[Data under study]

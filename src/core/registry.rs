//! # Registry - context object for signals and their links.
//!
//! The registry replaces process-wide tables: every [`Signal`] is created through
//! one, and every connection or source binding registers itself here so that
//! any component holding the registry can resolve an id to its live object and
//! tear it down centrally.
//!
//! ## Architecture
//! ```text
//! Registry
//!   ├─ links:   HashMap<conn id, Link>        Link = Internal(connection) | External(binding)
//!   ├─ signals: HashMap<signal id, Weak<..>>  weak: the registry never keeps a signal alive
//!   ├─ bus:     Bus (report events)  ──► subscriber_listener ──► SubscriberSet
//!   └─ runtime_token: cancels pending expiry timers and the listener on shutdown
//! ```
//!
//! ## Rules
//! - Ids come from process-wide counters: unique across registries, never reused.
//! - Entries are removed when the owning signal unlinks a connection, or on
//!   [`Registry::disconnect`] / [`Registry::destroy_signal`] / [`Registry::shutdown`].
//! - No user code runs while a registry lock is held.

use std::collections::HashMap;
use std::sync::atomic::{AtomicU64, Ordering};
use std::sync::{Arc, Weak};

use parking_lot::Mutex;
use tokio::sync::broadcast;
use tokio_util::sync::CancellationToken;

use crate::core::builder::RegistryBuilder;
use crate::core::config::Config;
use crate::error::SignalError;
use crate::events::{Bus, Event, EventKind};
use crate::signal::Signal;
use crate::subscribers::SubscriberSet;

/// Process-wide connection (and binding) id counter.
static CONNECTION_SEQ: AtomicU64 = AtomicU64::new(0);
/// Process-wide signal id counter.
static SIGNAL_SEQ: AtomicU64 = AtomicU64::new(0);

/// Uniform capability of anything stored as a [`Link`].
pub(crate) trait LinkControl: Send + Sync {
    fn id(&self) -> u64;
    fn name(&self) -> &str;
    /// Gate delivery without unlinking.
    fn disable(&self);
    fn enable(&self);
    /// Permanently stop delivery.
    fn terminate(&self);
    fn is_live(&self) -> bool;
}

/// Teardown capability of a signal, independent of its payload type.
pub(crate) trait SignalControl: Send + Sync {
    fn destroy(&self);
    fn cleanup(&self) -> usize;
    fn is_alive(&self) -> bool;
}

/// Registry entry for one id, resolved once at registration.
#[derive(Clone)]
pub(crate) enum Link {
    /// A connection created by `connect`/`once`/`expire`/`wait`.
    Internal(Arc<dyn LinkControl>),
    /// An external event source bound with `bind_source`.
    External(Arc<dyn LinkControl>),
}

impl Link {
    pub(crate) fn control(&self) -> &Arc<dyn LinkControl> {
        match self {
            Link::Internal(c) | Link::External(c) => c,
        }
    }

    fn kind(&self) -> LinkKind {
        match self {
            Link::Internal(_) => LinkKind::Internal,
            Link::External(_) => LinkKind::External,
        }
    }
}

/// Public classification of a registry entry.
#[derive(Debug, Clone, Copy, PartialEq, Eq)]
pub enum LinkKind {
    /// A [`Connection`](crate::Connection).
    Internal,
    /// A [`Binding`](crate::Binding) to an external source.
    External,
}

struct SignalSlot {
    name: Arc<str>,
    control: Weak<dyn SignalControl>,
}

/// Context object owning the connection and signal tables of an application or session.
pub struct Registry {
    cfg: Config,
    bus: Bus,
    links: Mutex<HashMap<u64, Link>>,
    signals: Mutex<HashMap<u64, SignalSlot>>,
    unnamed_connections: AtomicU64,
    unnamed_signals: AtomicU64,
    runtime_token: CancellationToken,
    subs: Option<Arc<SubscriberSet>>,
}

impl Registry {
    /// Creates a registry with the default [`Config`] and no subscribers.
    pub fn new() -> Arc<Self> {
        RegistryBuilder::new(Config::default()).build()
    }

    /// Creates a builder for a registry with the given configuration.
    pub fn builder(cfg: Config) -> RegistryBuilder {
        RegistryBuilder::new(cfg)
    }

    pub(crate) fn new_internal(cfg: Config, bus: Bus, subs: Option<Arc<SubscriberSet>>) -> Self {
        Self {
            cfg,
            bus,
            links: Mutex::new(HashMap::new()),
            signals: Mutex::new(HashMap::new()),
            unnamed_connections: AtomicU64::new(0),
            unnamed_signals: AtomicU64::new(0),
            runtime_token: CancellationToken::new(),
            subs,
        }
    }

    /// Creates a new signal registered in this registry.
    ///
    /// Without a name, the signal is called `"unnamed signal N"`. After
    /// [`shutdown`](Self::shutdown) the returned signal is already destroyed.
    pub fn new_signal<A>(self: &Arc<Self>, name: Option<&str>) -> Signal<A>
    where
        A: Send + Sync + 'static,
    {
        Signal::new(self, name)
    }

    /// Active configuration.
    pub fn config(&self) -> &Config {
        &self.cfg
    }

    /// Report bus shared by every signal of this registry.
    pub fn bus(&self) -> &Bus {
        &self.bus
    }

    /// Creates a receiver of subsequent report events.
    pub fn subscribe(&self) -> broadcast::Receiver<Event> {
        self.bus.subscribe()
    }

    /// Number of registered links (connections and source bindings).
    pub fn connection_count(&self) -> usize {
        self.links.lock().len()
    }

    /// Number of registered, not yet destroyed signals.
    pub fn signal_count(&self) -> usize {
        self.signals.lock().len()
    }

    /// True if `id` resolves to a registered link.
    pub fn contains_connection(&self, id: u64) -> bool {
        self.links.lock().contains_key(&id)
    }

    /// Classification of the link registered under `id`.
    pub fn link_kind(&self, id: u64) -> Option<LinkKind> {
        self.links.lock().get(&id).map(Link::kind)
    }

    /// Name of the link registered under `id`.
    pub fn connection_name(&self, id: u64) -> Option<String> {
        self.links
            .lock()
            .get(&id)
            .map(|l| l.control().name().to_string())
    }

    /// Sorted ids of registered signals.
    pub fn signal_ids(&self) -> Vec<u64> {
        let mut ids: Vec<u64> = self.signals.lock().keys().copied().collect();
        ids.sort_unstable();
        ids
    }

    /// Name of the signal registered under `id`.
    pub fn signal_name(&self, id: u64) -> Option<String> {
        self.signals.lock().get(&id).map(|s| s.name.to_string())
    }

    /// Gates delivery of a link without unlinking it. Returns false if unknown.
    pub fn set_enabled(&self, id: u64, enabled: bool) -> bool {
        let Some(link) = self.links.lock().get(&id).cloned() else {
            return false;
        };
        if enabled {
            link.control().enable();
        } else {
            link.control().disable();
        }
        true
    }

    /// Terminates the link registered under `id` and forgets it.
    ///
    /// Connections are marked dead; their signal evicts them on the next dispatch.
    /// Bindings are unbound from their source. Returns false if unknown.
    pub fn disconnect(&self, id: u64) -> bool {
        let Some(link) = self.links.lock().remove(&id) else {
            return false;
        };
        link.control().terminate();
        true
    }

    /// Destroys the signal registered under `id`. Returns false if unknown.
    pub fn destroy_signal(&self, id: u64) -> bool {
        let control = self.signals.lock().get(&id).and_then(|s| s.control.upgrade());
        match control {
            Some(control) => {
                control.destroy();
                true
            }
            None => {
                self.signals.lock().remove(&id);
                false
            }
        }
    }

    /// Kills every connection of the signal registered under `id`, keeping the signal.
    ///
    /// Returns the number of killed links, or `None` if unknown.
    pub fn cleanup_signal(&self, id: u64) -> Option<usize> {
        let control = self.signals.lock().get(&id).and_then(|s| s.control.upgrade())?;
        Some(control.cleanup())
    }

    /// Destroys every signal and terminates every remaining link. Pending
    /// expiry timers and the subscriber listener are cancelled, and the
    /// subscriber workers stop once their queues drain.
    ///
    /// Expiring subscriptions still pending at shutdown resolve neither way.
    /// Signals created afterwards are born destroyed.
    pub fn shutdown(&self) {
        self.runtime_token.cancel();

        let controls: Vec<Arc<dyn SignalControl>> = {
            let mut signals = self.signals.lock();
            signals
                .drain()
                .filter_map(|(_, slot)| slot.control.upgrade())
                .collect()
        };
        for control in controls {
            control.destroy();
        }

        let leftovers: Vec<Link> = self.links.lock().drain().map(|(_, l)| l).collect();
        for link in leftovers {
            link.control().terminate();
        }
        if let Some(subs) = &self.subs {
            subs.close();
        }
        tracing::debug!("registry shut down");
    }

    /// True once [`shutdown`](Self::shutdown) was called.
    pub fn is_shut_down(&self) -> bool {
        self.runtime_token.is_cancelled()
    }

    /// Number of report subscribers still receiving events; zero after shutdown.
    pub fn subscriber_count(&self) -> usize {
        self.subs.as_ref().map_or(0, |s| s.len())
    }

    // ---------------------------
    // Crate-internal bookkeeping
    // ---------------------------

    pub(crate) fn next_connection_id() -> u64 {
        CONNECTION_SEQ.fetch_add(1, Ordering::Relaxed)
    }

    pub(crate) fn next_signal_id() -> u64 {
        SIGNAL_SEQ.fetch_add(1, Ordering::Relaxed)
    }

    pub(crate) fn unnamed_connection_name(&self) -> Arc<str> {
        let n = self.unnamed_connections.fetch_add(1, Ordering::Relaxed);
        self.cfg.connection_name(n).into()
    }

    pub(crate) fn unnamed_signal_name(&self) -> Arc<str> {
        let n = self.unnamed_signals.fetch_add(1, Ordering::Relaxed);
        self.cfg.signal_name(n).into()
    }

    pub(crate) fn link(&self, id: u64, link: Link) {
        self.links.lock().insert(id, link);
    }

    pub(crate) fn unlink(&self, id: u64) -> Option<Link> {
        self.links.lock().remove(&id)
    }

    pub(crate) fn track_signal(&self, id: u64, name: Arc<str>, control: Weak<dyn SignalControl>) {
        self.signals.lock().insert(id, SignalSlot { name, control });
    }

    pub(crate) fn forget_signal(&self, id: u64) {
        self.signals.lock().remove(&id);
    }

    pub(crate) fn runtime_token(&self) -> &CancellationToken {
        &self.runtime_token
    }

    pub(crate) fn publish(&self, ev: Event) {
        self.bus.publish(ev);
    }

    /// Reports a rejected operation or a middleware failure and hands the error back.
    pub(crate) fn report(&self, signal_id: u64, err: SignalError) -> SignalError {
        tracing::warn!(
            signal = err.signal(),
            signal_id,
            label = err.as_label(),
            "{}",
            err.as_message()
        );
        let kind = match err {
            SignalError::MiddlewarePanicked { .. } => EventKind::MiddlewarePanicked,
            _ => EventKind::UsageRejected,
        };
        self.bus.publish(
            Event::new(kind)
                .with_signal(signal_id, err.signal())
                .with_reason(err.as_message()),
        );
        err
    }
}
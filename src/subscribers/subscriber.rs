//! # Listening to registry reports.
//!
//! Signals and the registry describe what happens to them (a callback that
//! panicked, an expiry that elapsed) as [`Event`]s on the
//! registry [`Bus`](crate::Bus). [`Subscribe`] is the hook for code that wants
//! those reports without polling a broadcast receiver itself.
//!
//! Subscribers are handed to [`RegistryBuilder::with_subscribers`](crate::RegistryBuilder::with_subscribers).
//! The registry then forwards every report to each of them off the emitting
//! thread, so a slow listener never delays [`Signal::emit`](crate::Signal::emit).
//! A listener whose queue is full loses that report and a
//! `subscriber_overflow` report is raised instead.
//!
//! ## Example
//! ```rust
//! use std::sync::atomic::{AtomicU64, Ordering};
//!
//! use async_trait::async_trait;
//! use rolert::{Event, EventKind, Subscribe};
//!
//! /// Counts expiring subscriptions that lost to their deadline.
//! #[derive(Default)]
//! struct MissedDeadlines(AtomicU64);
//!
//! #[async_trait]
//! impl Subscribe for MissedDeadlines {
//!     async fn on_event(&self, ev: &Event) {
//!         if ev.kind == EventKind::ExpireElapsed {
//!             self.0.fetch_add(1, Ordering::Relaxed);
//!         }
//!     }
//!
//!     fn name(&self) -> &'static str { "missed-deadlines" }
//! }
//! ```

use async_trait::async_trait;

use crate::events::Event;

/// Receiver of registry reports.
///
/// Each implementation gets its own queue and worker task. Reports arrive in
/// publication order; a panic inside [`on_event`](Self::on_event) is caught
/// and reported as `subscriber_panicked`, and the worker keeps going.
#[async_trait]
pub trait Subscribe: Send + Sync + 'static {
    /// Handles one report.
    async fn on_event(&self, event: &Event);

    /// Label used when this subscriber overflows or panics.
    ///
    /// Defaults to the type name.
    fn name(&self) -> &'static str {
        std::any::type_name::<Self>()
    }

    /// How many reports may wait in this subscriber's queue. Values below 1 count as 1.
    fn queue_capacity(&self) -> usize {
        1024
    }
}
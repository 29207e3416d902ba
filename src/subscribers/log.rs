//! # LogWriter - report events as tracing records
//!
//! A minimal subscriber that renders every incoming [`Event`] through `tracing`.
//! Failures are logged at `warn`, lifecycle steps at `info`.
//!
//! ## Example output (with a fmt subscriber installed)
//! ```text
//! INFO rolert: [signal_created] signal="clicks" id=0
//! INFO rolert: [connection_created] signal="clicks" connection="unnamed connection 0" kind=persistent
//! WARN rolert: [callback_panicked] signal="clicks" connection="logger" reason="boom"
//! INFO rolert: [expire_elapsed] connection="unnamed connection 1" timeout_ms=100
//! ```

use async_trait::async_trait;

use crate::events::{Event, EventKind};
use crate::subscribers::Subscribe;

/// Event writer subscriber.
#[derive(Default)]
pub struct LogWriter;

impl LogWriter {
    /// Construct a new [`LogWriter`].
    #[must_use]
    pub fn new() -> Self {
        Self
    }
}

#[async_trait]
impl Subscribe for LogWriter {
    async fn on_event(&self, e: &Event) {
        let signal = e.signal.as_deref().unwrap_or("-");
        let connection = e.connection.as_deref().unwrap_or("-");
        let reason = e.reason.as_deref().unwrap_or("-");

        match e.kind {
            EventKind::SignalCreated | EventKind::SignalDestroyed | EventKind::SignalCleaned => {
                tracing::info!(
                    target: "rolert",
                    seq = e.seq,
                    signal,
                    id = e.signal_id,
                    "[{}]",
                    e.kind.as_label()
                );
            }
            EventKind::ConnectionCreated
            | EventKind::ConnectionKilled
            | EventKind::SourceBound
            | EventKind::SourceUnbound => {
                tracing::info!(
                    target: "rolert",
                    seq = e.seq,
                    signal,
                    connection,
                    id = e.connection_id,
                    kind = reason,
                    "[{}]",
                    e.kind.as_label()
                );
            }
            EventKind::EmitVetoed => {
                tracing::info!(
                    target: "rolert",
                    seq = e.seq,
                    signal,
                    middleware = reason,
                    "[{}]",
                    e.kind.as_label()
                );
            }
            EventKind::ExpireDelivered | EventKind::ExpireElapsed => {
                tracing::info!(
                    target: "rolert",
                    seq = e.seq,
                    signal,
                    connection,
                    timeout_ms = e.timeout_ms,
                    "[{}]",
                    e.kind.as_label()
                );
            }
            EventKind::UsageRejected
            | EventKind::MiddlewarePanicked
            | EventKind::CallbackPanicked
            | EventKind::SubscriberPanicked
            | EventKind::SubscriberOverflow => {
                tracing::warn!(
                    target: "rolert",
                    seq = e.seq,
                    signal,
                    connection,
                    reason,
                    "[{}]",
                    e.kind.as_label()
                );
            }
        }
    }

    fn name(&self) -> &'static str {
        "LogWriter"
    }
}

#[cfg(test)]
mod tests {
    use super::*;

    const KINDS: [EventKind; 15] = [
        EventKind::SignalCreated,
        EventKind::SignalDestroyed,
        EventKind::SignalCleaned,
        EventKind::ConnectionCreated,
        EventKind::ConnectionKilled,
        EventKind::UsageRejected,
        EventKind::EmitVetoed,
        EventKind::MiddlewarePanicked,
        EventKind::CallbackPanicked,
        EventKind::ExpireDelivered,
        EventKind::ExpireElapsed,
        EventKind::SourceBound,
        EventKind::SourceUnbound,
        EventKind::SubscriberPanicked,
        EventKind::SubscriberOverflow,
    ];

    #[tokio::test]
    async fn writes_every_kind_with_and_without_metadata() {
        let writer = LogWriter::new();
        assert_eq!(writer.name(), "LogWriter");

        for kind in KINDS {
            writer.on_event(&Event::new(kind)).await;
            let full = Event::new(kind)
                .with_signal(1, "clicks")
                .with_connection(2, "logger")
                .with_reason("boom")
                .with_timeout(std::time::Duration::from_millis(100));
            writer.on_event(&full).await;
        }
    }

    #[tokio::test]
    async fn runs_as_a_registry_subscriber() {
        let reg = crate::Registry::builder(crate::Config::default())
            .with_subscribers(vec![std::sync::Arc::new(LogWriter::new())])
            .build();
        assert_eq!(reg.subscriber_count(), 1);

        let sig: crate::Signal<u8> = reg.new_signal(Some("clicks"));
        sig.connect(|_| {}).expect("connect");
        sig.emit(1).expect("emit");
        reg.shutdown();
        assert_eq!(reg.subscriber_count(), 0);
    }
}
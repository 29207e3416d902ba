//! # Report bus for broadcasting registry events.
//!
//! [`Bus`] is a thin wrapper around [`tokio::sync::broadcast`] that provides
//! non-blocking event publishing from every signal, connection and binding of a
//! [`Registry`](crate::Registry).
//!
//! ## Architecture
//! ```text
//! Publishers (many):                   Receivers (any):
//!   Signal A ──┐
//!   Signal B ──┼──────► Bus ───────► subscriber_listener ────► SubscriberSet
//!   Binding  ──┤  (broadcast chan) └─► Registry::subscribe() receivers
//!   Expiry   ──┘
//! ```
//!
//! ## Rules
//! - **Non-blocking publish**: `publish()` never blocks and works without a runtime.
//! - **Bounded capacity**: a single ring buffer stores recent events for all receivers.
//! - **Lag handling**: slow receivers get `RecvError::Lagged(n)` and skip `n` oldest items.
//! - **No persistence**: events are lost if there are no active receivers at send time.

use tokio::sync::broadcast;

use super::event::Event;

/// Broadcast channel for report events.
///
/// ### Properties
/// - **Non-blocking**: `publish()` returns immediately (send clones internally).
/// - **Fire-and-forget**: no delivery or durability guarantees.
/// - **Cloneable**: cheap to clone (internally holds an `Arc`-backed sender).
#[derive(Clone, Debug)]
pub struct Bus {
    tx: broadcast::Sender<Event>,
}

impl Bus {
    /// Creates a new bus with the given channel capacity.
    ///
    /// The minimum capacity is 1 (clamped).
    pub fn new(capacity: usize) -> Self {
        let capacity = capacity.max(1);
        let (tx, _rx) = broadcast::channel::<Event>(capacity);
        Self { tx }
    }

    /// Publishes an event to all active receivers.
    ///
    /// If there are no receivers, the event is dropped.
    pub fn publish(&self, ev: Event) {
        let _ = self.tx.send(ev);
    }

    /// Creates a new receiver that will observe subsequent events.
    pub fn subscribe(&self) -> broadcast::Receiver<Event> {
        self.tx.subscribe()
    }

    /// Number of live receivers.
    pub fn receiver_count(&self) -> usize {
        self.tx.receiver_count()
    }
}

[Your goal]
Would you print, exactly as written, every line above from the one holding "given channel capacity." through the one holding "event is dropped.", with both included and no other lines?

[Your solution]
    /// Creates a new bus with the given channel capacity.
    ///
    /// The minimum capacity is 1 (clamped).
    pub fn new(capacity: usize) -> Self {
        let capacity = capacity.max(1);
        let (tx, _rx) = broadcast::channel::<Event>(capacity);
        Self { tx }
    }

    /// Publishes an event to all active receivers.
    ///
    /// If there are no receivers, the event is dropped.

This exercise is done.